Red Bull RB4, un’affidabilità ritrovata e una stagione dai due volti per il team anglo-austriaco



La Red Bull RB4 è la seconda vettura disegnata da Adrian Newey, con l'aiuto di Geoff Willis che arriva dal team Honda. La vettura è spinta da un motore Renault R27-2008.


La vettura è stata presentata al Circuito di Jerez il 16 Gennaio 2008, giorno in cui viene testata dal pilota scozzese David Coulthard. Mark Webber, invece, effettua il suo primo test sulla RB4 presso il Circuito di Valencia il 24 Gennaio 2008, occasione nel quale l'australiano definisce "incoraggiante" e "un grande passo avanti" la nuova creazione del team di Milton Keynes.


RB4, una semplice evoluzione della RB3


La Red Bull RB4 si mostra come una naturale e semplice evoluzione della precedente RB3. Di fatti, gli occhi sono puntati maggiormente all’affidabilità, vero tallone d’achille della passata stagione. Come gli altri team, la Red Bull decide di usufruire sulla sua RB4 della nuova centralina elettronica prodotta dalla McLaren Electronic Systems, ovvero il ramo elettronico della Casa automobilistica con sede a Woking, al fine di prevenire l'utilizzo del traction control e del freno motore.


Nei test del 1º Febbraio 2008 la vettura del team di Milton Keynes presenta una nuova rivoluzionaria ala sul cofano del motore, chiamata volgarmente pinna, che rappresenta anche l’unica evoluzione ben visibile ad un occhio poco attento sulla vettura.


Questa evoluzione però viene utilizzata solo da Mark Webber, mentre il compagno di squadra David Coulthard preferisce una versione più tradizionale di questo componente.

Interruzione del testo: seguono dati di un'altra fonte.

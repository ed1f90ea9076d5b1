//! Frame-rate based layer liveness detection.
//!
//! Frames are detected by RTP timestamp transitions; a layer is live
//! while its frame rate stays at or above the configured floor.

use std::time::Duration;

use crate::config::StreamTrackerFrameConfig;
use crate::stream_tracker::StreamStatus;

pub struct StreamTrackerFrame {
    config: StreamTrackerFrameConfig,

    last_timestamp: Option<u32>,
    frames_in_cycle: u32,
    seen_frame_since_reset: bool,
}

impl StreamTrackerFrame {
    pub fn new(config: StreamTrackerFrameConfig) -> Self {
        Self {
            config,
            last_timestamp: None,
            frames_in_cycle: 0,
            seen_frame_since_reset: false,
        }
    }

    pub(crate) fn cycle_duration(&self) -> Duration {
        Duration::from_millis(self.config.cycle_duration_ms)
    }

    pub(crate) fn observe(&mut self, _marker: bool, timestamp: u32) -> Option<StreamStatus> {
        if self.last_timestamp == Some(timestamp) {
            // another packet of the same frame
            return None;
        }
        self.last_timestamp = Some(timestamp);
        self.frames_in_cycle += 1;

        if !self.seen_frame_since_reset {
            self.seen_frame_since_reset = true;
            return Some(StreamStatus::Active);
        }
        None
    }

    pub(crate) fn check_status(&mut self) -> Option<StreamStatus> {
        let fps = self.frames_in_cycle as f64 / self.cycle_duration().as_secs_f64();
        self.frames_in_cycle = 0;

        if fps < self.config.min_fps {
            self.seen_frame_since_reset = false;
            Some(StreamStatus::Stopped)
        } else {
            Some(StreamStatus::Active)
        }
    }

    pub(crate) fn reset(&mut self) {
        self.last_timestamp = None;
        self.frames_in_cycle = 0;
        self.seen_frame_since_reset = false;
    }
}

#[cfg(test)]
mod tests {
    use super::*;

    fn new_tracker(min_fps: f64) -> StreamTrackerFrame {
        StreamTrackerFrame::new(StreamTrackerFrameConfig {
            min_fps,
            cycle_duration_ms: 1000,
        })
    }

    #[test]
    fn test_first_frame_declares() {
        let mut t = new_tracker(5.0);
        assert_eq!(t.observe(false, 3000), Some(StreamStatus::Active));
        // more packets of the same frame change nothing
        assert_eq!(t.observe(true, 3000), None);
    }

    #[test]
    fn test_fps_gate() {
        let mut t = new_tracker(5.0);

        // 10 frames in a 1s cycle
        for i in 0..10u32 {
            t.observe(true, i * 9000);
        }
        assert_eq!(t.check_status(), Some(StreamStatus::Active));

        // only 2 frames the next cycle
        t.observe(true, 100_000);
        t.observe(true, 109_000);
        assert_eq!(t.check_status(), Some(StreamStatus::Stopped));

        // the first frame after the drop redeclares
        assert_eq!(t.observe(true, 200_000), Some(StreamStatus::Active));
    }
}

Una stagione dai due volti per il team di Milton Keynes


Il team anglo-austriaco ritrova finalmente la giusta affidabilità, ma la vettura si rivela enigmatica dal punto vista delle prestazioni. Infatti, dopo un disastroso inizio di stagione, con un doppio ritiro in Australia, Mark Webber conquista quattro piazzamenti a punti consecutivi, con un quarto posto nel Principato di Monaco come miglior risultato, mentre il compagno di squadra David Coulthard non riesce a trovare il giusto feeling con la vettura, e non raccoglie alcun punto nei primi cinque Gran Premi, conquistando un nono posto in Malesia e Turchia, mentre in Bahrain non va oltre ad uno sfortunato diciottesimo posto e in Spagna autore di un deludente dodicesimo posto.

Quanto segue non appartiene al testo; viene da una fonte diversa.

//! Per-layer stream liveness and bitrate tracking.
//!
//! Each spatial layer of a published track gets a worker that decides
//! whether the layer is currently live and measures its bitrate per
//! temporal layer. Detection comes in three kinds: packet-count based,
//! frame-rate based, and dependency-descriptor driven (one shared tracker
//! vending per-layer views). The manager aggregates workers into the set
//! of available layers and the events subscribers react to.

use std::sync::Arc;
use std::thread;
use std::time::Duration;

use log::error;
use parking_lot::Mutex;

use buffer::DEFAULT_MAX_LAYER_TEMPORAL;
use utils::Fuse;

pub mod dependency_descriptor;
pub mod frame;
pub mod manager;
pub mod packet;

pub use dependency_descriptor::StreamTrackerDependencyDescriptor;
pub use frame::StreamTrackerFrame;
pub use manager::{StreamTrackerManager, StreamTrackerManagerListener, TrackKind, TrackParams, TrackSource};
pub use packet::StreamTrackerPacket;

const TEMPORAL_LAYERS: usize = DEFAULT_MAX_LAYER_TEMPORAL as usize + 1;

#[derive(Debug, Clone, Copy, PartialEq, Eq)]
pub enum StreamStatus {
    Stopped,
    Active,
}

pub type OnStatusChanged = Box<dyn Fn(StreamStatus) + Send + Sync>;
pub type OnBitrateAvailable = Box<dyn Fn() + Send + Sync>;

/// Common surface of the per-layer workers the manager drives.
pub trait StreamTrackerWorker: Send + Sync {
    fn start(&self);
    fn stop(&self);
    /// Clears detection state so the layer re-declares itself on its next
    /// packet.
    fn reset(&self);
    fn set_paused(&self, paused: bool);
    fn on_status_changed(&self, f: OnStatusChanged);
    fn on_bitrate_available(&self, f: OnBitrateAvailable);
    fn observe(
        &self,
        temporal: i32,
        pkt_size: usize,
        payload_size: usize,
        marker: bool,
        timestamp: u32,
    );
    /// Bitrate per temporal layer, cumulative: index t includes all
    /// temporal layers up to and including t.
    fn bitrate_temporal_cumulative(&self) -> Vec<i64>;
}

/// Detection variants driven by the generic worker.
pub enum StreamTrackerKind {
    Packet(StreamTrackerPacket),
    Frame(StreamTrackerFrame),
}

impl StreamTrackerKind {
    fn cycle_duration(&self) -> Duration {
        match self {
            StreamTrackerKind::Packet(t) => t.cycle_duration(),
            StreamTrackerKind::Frame(t) => t.cycle_duration(),
        }
    }

    /// Per-packet observation; may propose an immediate transition to
    /// `Active`.
    fn observe(
        &mut self,
        temporal: i32,
        pkt_size: usize,
        payload_size: usize,
        marker: bool,
        timestamp: u32,
    ) -> Option<StreamStatus> {
        match self {
            StreamTrackerKind::Packet(t) => t.observe(temporal, pkt_size, payload_size, marker),
            StreamTrackerKind::Frame(t) => t.observe(marker, timestamp),
        }
    }

    /// Per-cycle evaluation; may propose a transition.
    fn check_status(&mut self) -> Option<StreamStatus> {
        match self {
            StreamTrackerKind::Packet(t) => t.check_status(),
            StreamTrackerKind::Frame(t) => t.check_status(),
        }
    }

    fn reset(&mut self) {
        match self {
            StreamTrackerKind::Packet(t) => t.reset(),
            StreamTrackerKind::Frame(t) => t.reset(),
        }
    }
}

pub struct StreamTrackerParams {
    pub kind: StreamTrackerKind,
    pub bitrate_report_interval: Duration,
}

struct TrackerState {
    kind: StreamTrackerKind,
    status: StreamStatus,
    paused: bool,
    bytes: [i64; TEMPORAL_LAYERS],
    bitrates: [i64; TEMPORAL_LAYERS],
    bitrate_available: bool,
    fuse: Option<Fuse>,
}

struct TrackerShared {
    bitrate_report_interval: Duration,
    state: Mutex<TrackerState>,
    on_status_changed: Mutex<Option<OnStatusChanged>>,
    on_bitrate_available: Mutex<Option<OnBitrateAvailable>>,
}

impl TrackerShared {
    fn fire_status(&self, status: StreamStatus) {
        let cb = self.on_status_changed.lock();
        if let Some(cb) = cb.as_ref() {
            cb(status);
        }
    }

    fn fire_bitrate_available(&self) {
        let cb = self.on_bitrate_available.lock();
        if let Some(cb) = cb.as_ref() {
            cb();
        }
    }
}

/// Generic liveness/bitrate worker around one detection kind.
pub struct StreamTracker {
    shared: Arc<TrackerShared>,
}

impl StreamTracker {
    pub fn new(params: StreamTrackerParams) -> Self {
        Self {
            shared: Arc::new(TrackerShared {
                bitrate_report_interval: params.bitrate_report_interval,
                state: Mutex::new(TrackerState {
                    kind: params.kind,
                    status: StreamStatus::Stopped,
                    paused: false,
                    bytes: [0; TEMPORAL_LAYERS],
                    bitrates: [0; TEMPORAL_LAYERS],
                    bitrate_available: false,
                    fuse: None,
                }),
                on_status_changed: Mutex::new(None),
                on_bitrate_available: Mutex::new(None),
            }),
        }
    }

    fn worker(shared: Arc<TrackerShared>, fuse: Fuse) {
        let mut since_bitrate = Duration::ZERO;
        loop {
            let cycle = shared.state.lock().kind.cycle_duration();
            if fuse.wait_timeout(cycle) {
                return;
            }
            since_bitrate += cycle;

            let mut status_change = None;
            let mut bitrate_event = false;
            {
                let mut state = shared.state.lock();
                if state.paused {
                    continue;
                }

                if let Some(proposed) = state.kind.check_status() {
                    if proposed != state.status {
                        state.status = proposed;
                        status_change = Some(proposed);
                    }
                }

                if since_bitrate >= shared.bitrate_report_interval {
                    let secs = since_bitrate.as_secs_f64();
                    for t in 0..TEMPORAL_LAYERS {
                        state.bitrates[t] = (state.bytes[t] as f64 * 8.0 / secs) as i64;
                        state.bytes[t] = 0;
                    }
                    since_bitrate = Duration::ZERO;

                    if !state.bitrate_available && state.bitrates.iter().any(|b| *b != 0) {
                        state.bitrate_available = true;
                        bitrate_event = true;
                    }
                }
            }

            // callbacks run without holding the state lock
            if let Some(status) = status_change {
                shared.fire_status(status);
            }
            if bitrate_event {
                shared.fire_bitrate_available();
            }
        }
    }
}

impl StreamTrackerWorker for StreamTracker {
    fn start(&self) {
        let fuse = {
            let mut state = self.shared.state.lock();
            if state.fuse.is_some() {
                return;
            }
            let fuse = Fuse::new();
            state.fuse = Some(fuse.clone());
            fuse
        };

        let shared = Arc::clone(&self.shared);
        let builder = thread::Builder::new().name("stream-tracker".to_owned());
        if let Err(err) = builder.spawn(move || StreamTracker::worker(shared, fuse)) {
            error!("failed to spawn stream tracker worker: {err}");
        }
    }

    fn stop(&self) {
        let fuse = self.shared.state.lock().fuse.take();
        if let Some(fuse) = fuse {
            fuse.close();
        }
    }

    fn reset(&self) {
        let mut state = self.shared.state.lock();
        state.kind.reset();
        state.status = StreamStatus::Stopped;
        state.bytes = [0; TEMPORAL_LAYERS];
        state.bitrates = [0; TEMPORAL_LAYERS];
        state.bitrate_available = false;
    }

    fn set_paused(&self, paused: bool) {
        self.shared.state.lock().paused = paused;
    }

    fn on_status_changed(&self, f: OnStatusChanged) {
        *self.shared.on_status_changed.lock() = Some(f);
    }

    fn on_bitrate_available(&self, f: OnBitrateAvailable) {
        *self.shared.on_bitrate_available.lock() = Some(f);
    }

    fn observe(
        &self,
        temporal: i32,
        pkt_size: usize,
        payload_size: usize,
        marker: bool,
        timestamp: u32,
    ) {
        let transition = {
            let mut state = self.shared.state.lock();
            if state.paused {
                return;
            }

            let t = temporal.clamp(0, DEFAULT_MAX_LAYER_TEMPORAL) as usize;
            state.bytes[t] += pkt_size as i64;

            match state
                .kind
                .observe(temporal, pkt_size, payload_size, marker, timestamp)
            {
                Some(proposed) if proposed != state.status => {
                    state.status = proposed;
                    Some(proposed)
                }
                _ => None,
            }
        };

        if let Some(status) = transition {
            self.shared.fire_status(status);
        }
    }

    fn bitrate_temporal_cumulative(&self) -> Vec<i64> {
        let state = self.shared.state.lock();
        let mut cumulative = vec![0i64; TEMPORAL_LAYERS];
        let mut sum = 0i64;
        for (t, out) in cumulative.iter_mut().enumerate() {
            sum += state.bitrates[t];
            *out = sum;
        }
        cumulative
    }
}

Lo scozzese accusa il secondo ritiro stagionale nel Principato di Monaco, rifacendosi subito qualche settimana dopo nel Gran Premio del Canada, conquistando uno splendido terzo posto.



In Francia Webber torna a punti con un sesto posto, mentre Coulthard ancora una volta si trova in difficoltà, chiudendo al nono posto.


In occasione del Gran Premio di Gran Bretagna si registra un altro ritiro per lo scozzese, mentre il compagno di squadra è costretto a fermarsi durante il Gran Premio successivo, corso in Germania.


Nella seconda parte di stagione gli aggiornamenti e le evoluzioni non funzionano come sperato, e la RB4 perde competitività rispetto alle vetture dei team rivali.


Per i due alfieri del team anglo-austriaco è sempre più difficile rimanere nella zona punti, e negli ultimi sei Gran Premi Mark Webber conquista solamente tre ottavi posti in Belgio Italia e Giappone, mentre David Coluthard conclude a punti solamente nella gara notturna sul circuito cittadino di Singapore, chiudendo in settima posizione.


Un finale di stagione deludente per il team di Milton Keynes, che ancora una volta chiude la stagione con zero vittorie e solamente un podio all’attivo, mentre in classifica costruttori si piazza in settima posizione finale, con solamente ventinove punti iridati conquistati.